Steven Ralston: Good morning and congratulations on a great quarter. My first question concerns your collaboration with Syngenta. Could you expand upon that and clarify some specifics, especially towards product lines? As I understood it, it was a very symbionic relationship in Argentina, where you distributed Syngenta’s fungicides and insecticides, the Maxim family and the Actellic family of products. And in return, Syngenta distributed Rizobacter’s seed treatment products. How is that changing? I know it’s global and in some cases, exclusive ex-ing out the U.S. And could you also get into the specifics of the potential you see in China and Brazil?
Federico Trucco: Great.
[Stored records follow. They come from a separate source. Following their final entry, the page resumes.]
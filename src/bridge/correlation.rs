//! Pending-wait slot matching inbound responses to the one outstanding read.
//!
//! At most one wait exists at a time. A wait is keyed by command id only;
//! command id 0 means "nothing pending". Delivery goes through a oneshot
//! channel, so a matching response is handed over exactly once.

use std::sync::atomic::{AtomicU64, Ordering};
use std::sync::{Mutex, MutexGuard};
use std::time::Duration;

use tokio::sync::oneshot;

/// A response handed to the waiting read.
#[derive(Debug, Clone, PartialEq, Eq)]
pub struct Delivery {
    pub command_id: u32,
    pub payload: String,
}

/// Why a wait ended without a delivery.
#[derive(Debug, Clone, Copy, PartialEq, Eq)]
pub enum WaitError {
    /// No matching response before the deadline.
    Timeout,
    /// The wait was cancelled, e.g. its connection went away.
    Cancelled,
}

struct Waiter {
    token: u64,
    command_id: u32,
    connection_id: u64,
    tx: oneshot::Sender<Delivery>,
}

/// The single pending-wait slot of a bridge.
#[derive(Default)]
pub struct PendingWait {
    slot: Mutex<Option<Waiter>>,
    next_token: AtomicU64,
}

impl PendingWait {
    pub fn new() -> Self {
        Self::default()
    }

    fn lock(&self) -> MutexGuard<'_, Option<Waiter>> {
        self.slot.lock().unwrap_or_else(|poisoned| poisoned.into_inner())
    }

    /// Start waiting for `command_id`, dropping any stale wait.
    ///
    /// The returned handle clears the slot when dropped.
    pub fn register(&self, command_id: u32, connection_id: u64) -> WaitHandle<'_> {
        let token = self.next_token.fetch_add(1, Ordering::Relaxed);
        let (tx, rx) = oneshot::channel();

        *self.lock() = Some(Waiter {
            token,
            command_id,
            connection_id,
            tx,
        });

        WaitHandle {
            pending: self,
            token,
            rx,
        }
    }

    /// Command id currently awaited, 0 when nothing is pending.
    pub fn waiting_for(&self) -> u32 {
        self.lock().as_ref().map_or(0, |waiter| waiter.command_id)
    }

    /// Hand a response to the waiter if it awaits `command_id`.
    ///
    /// Returns `true` if the response was delivered. A delivered wait is
    /// cleared, so a repeated response for the same id is not delivered twice.
    pub fn deliver(&self, command_id: u32, payload: String) -> bool {
        if command_id == 0 {
            return false;
        }

        let mut slot = self.lock();
        match slot.as_ref() {
            Some(waiter) if waiter.command_id == command_id => {}
            _ => return false,
        }
        let Some(waiter) = slot.take() else {
            return false;
        };
        drop(slot);

        waiter.tx.send(Delivery { command_id, payload }).is_ok()
    }

    /// Cancel the wait if its request went out on `connection_id`.
    pub fn cancel_for_connection(&self, connection_id: u64) -> bool {
        let mut slot = self.lock();
        if slot
            .as_ref()
            .is_some_and(|waiter| waiter.connection_id == connection_id)
        {
            // Dropping the sender wakes the receiver with an error.
            slot.take();
            return true;
        }
        false
    }

    fn clear(&self, token: u64) {
        let mut slot = self.lock();
        if slot.as_ref().is_some_and(|waiter| waiter.token == token) {
            slot.take();
        }
    }
}

/// Receiving end of one registered wait.
pub struct WaitHandle<'a> {
    pending: &'a PendingWait,
    token: u64,
    rx: oneshot::Receiver<Delivery>,
}

impl WaitHandle<'_> {
    /// Wait for the matching response for at most `limit`.
    pub async fn wait(&mut self, limit: Duration) -> Result<Delivery, WaitError> {
        match tokio::time::timeout(limit, &mut self.rx).await {
            Ok(Ok(delivery)) => Ok(delivery),
            Ok(Err(_)) => Err(WaitError::Cancelled),
            Err(_) => Err(WaitError::Timeout),
        }
    }
}

impl Drop for WaitHandle<'_> {
    fn drop(&mut self) {
        self.pending.clear(self.token);
    }
}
So thanks a lot, Steven, for joining the call and for the great question regarding the Syngenta dynamics. So as you described, in Argentina we have achieved 100% success. We are, by far, the leaders in the inoculant business and also in the biofungicide side of our business in the seed treatment. And I believe Syngenta has obtained in Argentina a level of molecule penetration that is at much anywhere in the world. I think when we consider both channels export close to 40% to 50%. So that’s something Syngenta was not ever was not able to replicate in other geographies for their active ingredients. So the question was, how do we scale this up internationally in a way that is attractive to both parties, and that’s why we went into this long-term distribution collaboration and have an R&D component as well.
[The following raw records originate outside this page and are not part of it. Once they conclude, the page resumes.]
//! Protocol bridge between HTTP callers and the guest connection.
//!
//! A [`Bridge`] owns all shared protocol state: the current connection, the
//! pending wait, the transaction lock and the one-shot hook. It is shared
//! behind an `Arc` by the accept loop, every read loop and the HTTP layer.
//!
//! # Transactions
//!
//! - `read` - send a request that needs a response, then wait up to 15s
//!   for the response frame carrying the same command id
//! - `write` - send a request that needs no response, return immediately
//!
//! Both take the transaction lock, so reads never interleave and a write
//! cannot slip between a read's registration and its frame emission.
//! Replies to guest-originated requests are sent from the read loop and do
//! not take the transaction lock.

pub mod connection;
pub mod correlation;
mod hook;

use std::time::Duration;

use thiserror::Error;
use tokio::sync::watch;
use tracing::{debug, info, warn};

use crate::config::{Config, Profile};
use crate::identity::Identity;
use crate::protocol::commands::{self, CommandContext, GUEST_SHUTDOWN};
use crate::protocol::{decode, encode, FrameHeader};

pub use connection::{run_connection, serve, Connection};
use connection::ConnectionSlot;
use correlation::{PendingWait, WaitError};
pub use hook::HookLauncher;

/// How long a read waits for its response.
pub const READ_TIMEOUT: Duration = Duration::from_secs(15);

/// User-visible bridge failures.
///
/// The `Display` text is what HTTP callers see as `message`.
#[derive(Debug, Clone, Copy, Error, PartialEq, Eq)]
pub enum BridgeError {
    #[error("Invalid command ID")]
    InvalidCommand,

    #[error("No active guest connection")]
    NotConnected,

    #[error("Failed to send command")]
    Send,

    #[error("Received no response")]
    Timeout,

    #[error("Guest connection lost")]
    ConnectionLost,

    #[error("Received response for a different command")]
    Mismatch,

    #[error("Received no data")]
    NoData,
}

/// Shared protocol state for one guest.
pub struct Bridge {
    profile: Profile,
    identity: Identity,
    pub(crate) connections: ConnectionSlot,
    pub(crate) pending: PendingWait,
    transaction: tokio::sync::Mutex<()>,
    hook: HookLauncher,
    timeout: Duration,
    shutdown: watch::Sender<bool>,
}

impl Bridge {
    pub fn new(profile: Profile, hook: HookLauncher) -> Self {
        let identity = Identity::new(&profile);
        let (shutdown, _) = watch::channel(false);

        Self {
            profile,
            identity,
            connections: ConnectionSlot::default(),
            pending: PendingWait::new(),
            transaction: tokio::sync::Mutex::new(()),
            hook,
            timeout: READ_TIMEOUT,
            shutdown,
        }
    }

    /// Bridge for the binary: profile from `config`, hook beside the executable.
    pub fn from_config(config: &Config) -> Self {
        Self::new(
            config.profile.clone(),
            HookLauncher::beside_executable(&config.hook),
        )
    }

    /// Override the read timeout.
    pub fn with_timeout(mut self, timeout: Duration) -> Self {
        self.timeout = timeout;
        self
    }

    pub fn profile(&self) -> &Profile {
        &self.profile
    }

    pub fn identity(&self) -> &Identity {
        &self.identity
    }

    pub fn hook(&self) -> &HookLauncher {
        &self.hook
    }

    pub fn is_connected(&self) -> bool {
        self.connections.current().is_some()
    }

    /// Generation id of the current connection, if any.
    pub fn connection_id(&self) -> Option<u64> {
        self.connections.current().map(|conn| conn.id())
    }

    /// Command id the bridge is waiting on, 0 when idle.
    pub fn waiting_for(&self) -> u32 {
        self.pending.waiting_for()
    }

    /// Ask every loop owned by this bridge to stop.
    pub fn shutdown(&self) {
        self.shutdown.send_replace(true);
    }

    /// Resolves once `shutdown` has been called.
    pub async fn shutdown_requested(&self) {
        let mut rx = self.shutdown.subscribe();
        loop {
            if *rx.borrow_and_update() {
                return;
            }
            if rx.changed().await.is_err() {
                return;
            }
        }
    }

    /// Send `command_id` and wait for the guest's response.
    ///
    /// Returns the response payload, or `None` for the shutdown command,
    /// whose response is expected to carry nothing.
    ///
    /// # Errors
    ///
    /// - `InvalidCommand` for command id 0
    /// - `NotConnected` when no guest is connected; nothing is sent
    /// - `Send` when writing the frame fails
    /// - `Timeout` when no matching response arrives in time
    /// - `ConnectionLost` when the connection drops while waiting
    /// - `NoData` when the response payload is empty
    pub async fn read(&self, command_id: u32) -> Result<Option<String>, BridgeError> {
        if command_id == 0 {
            return Err(BridgeError::InvalidCommand);
        }

        let _transaction = self.transaction.lock().await;
        let connection = self.connections.current().ok_or(BridgeError::NotConnected)?;

        info!("Reading command: {} ({})", command_id, commands::label(command_id));
        let mut wait = self.pending.register(command_id, connection.id());
        self.send_request(&connection, command_id, true).await?;

        let delivery = match wait.wait(self.timeout).await {
            Ok(delivery) => delivery,
            Err(WaitError::Timeout) => {
                warn!(
                    "Timed out reading command {} from guest after {:?}",
                    command_id, self.timeout
                );
                return Err(BridgeError::Timeout);
            }
            Err(WaitError::Cancelled) => return Err(BridgeError::ConnectionLost),
        };
        drop(wait);

        if delivery.command_id != command_id {
            return Err(BridgeError::Mismatch);
        }
        if command_id == GUEST_SHUTDOWN {
            return Ok(None);
        }
        if delivery.payload.is_empty() {
            warn!("Received no data for command {}", command_id);
            return Err(BridgeError::NoData);
        }
        Ok(Some(delivery.payload))
    }

    /// Send `command_id` without waiting for any reply.
    ///
    /// # Errors
    ///
    /// `InvalidCommand`, `NotConnected` or `Send`, as for `read`.
    pub async fn write(&self, command_id: u32) -> Result<(), BridgeError> {
        if command_id == 0 {
            return Err(BridgeError::InvalidCommand);
        }

        let _transaction = self.transaction.lock().await;
        let connection = self.connections.current().ok_or(BridgeError::NotConnected)?;

        info!("Sending command: {} ({})", command_id, commands::label(command_id));
        self.send_request(&connection, command_id, false).await
    }

    async fn send_request(
        &self,
        connection: &Connection,
        command_id: u32,
        needs_response: bool,
    ) -> Result<(), BridgeError> {
        let header = FrameHeader::request(command_id, needs_response, self.identity.peer_id());
        let frame = encode(&header, &[]).map_err(|_| BridgeError::Send)?;

        connection.send(&frame).await.map_err(|e| {
            warn!(
                "Failed sending command {} to {}: {}",
                command_id,
                connection.peer(),
                e
            );
            BridgeError::Send
        })
    }

    /// Handle one inbound frame read from `connection`.
    pub(crate) async fn handle_frame(&self, connection: &Connection, buf: &[u8]) {
        let (header, raw) = match decode(buf) {
            Ok(decoded) => decoded,
            Err(e) => {
                warn!("Error on decode: {}", e);
                return;
            }
        };
        let payload = payload_text(raw);

        debug!(
            "Command: {} ({}) request={} response={} need_response={}",
            header.command_id,
            commands::label(header.command_id),
            header.is_request,
            header.is_response,
            header.needs_response
        );
        if !payload.is_empty() {
            debug!("Info: {}", payload);
        }

        if header.is_request {
            self.answer_request(connection, &header).await;
        } else if header.is_response {
            let waiting_for = self.pending.waiting_for();
            if self.pending.deliver(header.command_id, payload) {
                debug!("Delivered response for command {}", header.command_id);
            } else {
                debug!(
                    "Unsolicited response for command {} (waiting for {})",
                    header.command_id, waiting_for
                );
            }
        } else {
            debug!("Ignoring frame without request or response flag");
        }
    }

    async fn answer_request(&self, connection: &Connection, header: &FrameHeader) {
        let ctx = CommandContext {
            profile: &self.profile,
            identity: &self.identity,
        };
        let Some(reply) = commands::dispatch(header.command_id, &ctx) else {
            warn!("No handler for command {}", header.command_id);
            return;
        };

        if commands::is_uuid_command(header.command_id) && self.hook.fire_once() {
            debug!("Helper script triggered by command {}", header.command_id);
        }

        if !header.needs_response {
            return;
        }

        debug!("Response data: {}", reply);
        let frame = match encode(&header.reply(reply.len()), reply.as_bytes()) {
            Ok(frame) => frame,
            Err(e) => {
                warn!("Cannot answer command {}: {}", header.command_id, e);
                return;
            }
        };
        if let Err(e) = connection.send(&frame).await {
            warn!(
                "Failed answering command {} to {}: {}",
                header.command_id,
                connection.peer(),
                e
            );
        }
    }
}

/// Text of a payload with NUL padding removed.
fn payload_text(raw: &[u8]) -> String {
    String::from_utf8_lossy(raw).replace('\0', "")
}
So the footprint that we have in Argentina, we don’t have that footprint in Europe. We don’t have that footprint in the United States, let alone Asia, like China or Australia. So being able to build that ourselves organically, it will take a long time, being able to use the Syngenta’s existing footprint I think can give us an opportunity to quickly penetrate those markets with a one product category where we have done this jointly in a very successful way. So we are initially doing this only with inoculants and we selected part of the seed treatment portfolio. And this is not saying that we’re the opportunity to use Syngenta footprint for the that’s come out of . But that is not today . So that’s something that we might discuss in the future, we might even consider other opportunities.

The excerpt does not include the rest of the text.